Stored data ->
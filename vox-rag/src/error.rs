//! Error types for the `vox-rag` crate.

use std::future::Future;
use std::time::Duration;

use thiserror::Error;

/// Errors that can occur while ingesting documents or answering a query.
#[derive(Debug, Error)]
pub enum RagError {
    /// The source document could not be read or is in an unsupported format.
    #[error("Document parse error ({file}): {message}")]
    DocumentParse {
        /// Display name or path of the offending document.
        file: String,
        /// A description of the failure.
        message: String,
    },

    /// An error occurred during embedding generation.
    #[error("Embedding error ({provider}): {message}")]
    Embedding {
        /// The embedding provider that produced the error.
        provider: String,
        /// A description of the failure.
        message: String,
    },

    /// An error occurred in the vector store backend.
    #[error("Vector store error ({backend}): {message}")]
    VectorStore {
        /// The vector store backend that produced the error.
        backend: String,
        /// A description of the failure.
        message: String,
    },

    /// A similarity search produced nothing to answer from.
    #[error("No relevant documents found: {0}")]
    NoResults(String),

    /// The chat model failed to produce an answer.
    #[error("Answer generation error ({model}): {message}")]
    AnswerGeneration {
        /// The chat model that was asked.
        model: String,
        /// A description of the failure.
        message: String,
    },

    /// Speech synthesis failed or its audio could not be written.
    #[error("Audio generation error: {0}")]
    AudioGeneration(String),

    /// A voice identifier outside the supported set.
    #[error("Unsupported voice '{0}'")]
    InvalidVoice(String),

    /// Caller input rejected before any external call.
    #[error("Invalid input: {0}")]
    InvalidInput(String),

    /// A configuration validation error.
    #[error("Configuration error: {0}")]
    Config(String),
}

/// A convenience result type for RAG operations.
pub type Result<T> = std::result::Result<T, RagError>;

/// Await `fut` for at most `limit`, mapping an elapsed deadline through `on_timeout`.
pub(crate) async fn bounded<T, F>(
    limit: Duration,
    fut: F,
    on_timeout: impl FnOnce(Duration) -> RagError,
) -> Result<T>
where
    F: Future<Output = Result<T>>,
{
    match tokio::time::timeout(limit, fut).await {
        Ok(result) => result,
        Err(_) => Err(on_timeout(limit)),
    }
}

#[cfg(test)]
mod tests {
    use super::*;

    #[tokio::test(start_paused = true)]
    async fn bounded_maps_elapsed_deadline() {
        let result: Result<()> = bounded(
            Duration::from_millis(10),
            async {
                tokio::time::sleep(Duration::from_secs(5)).await;
                Ok(())
            },
            |d| RagError::AudioGeneration(format!("timed out after {d:?}")),
        )
        .await;

        assert!(matches!(result, Err(RagError::AudioGeneration(msg)) if msg.contains("timed out")));
    }

    #[tokio::test]
    async fn bounded_passes_through_inner_error() {
        let result: Result<()> = bounded(
            Duration::from_secs(1),
            async { Err(RagError::NoResults("empty".into())) },
            |_| RagError::Config("unreachable".into()),
        )
        .await;

        assert!(matches!(result, Err(RagError::NoResults(_))));
    }

    #[test]
    fn display_includes_component_context() {
        let err = RagError::Embedding { provider: "OpenAI".into(), message: "rate limited".into() };
        assert_eq!(err.to_string(), "Embedding error (OpenAI): rate limited");
    }
}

What the exercise asks -> Which lines of the data hold the string "crate"? Return each of them.

Answer ->
//! Error types for the `vox-rag` crate.
pub(crate) async fn bounded<T, F>(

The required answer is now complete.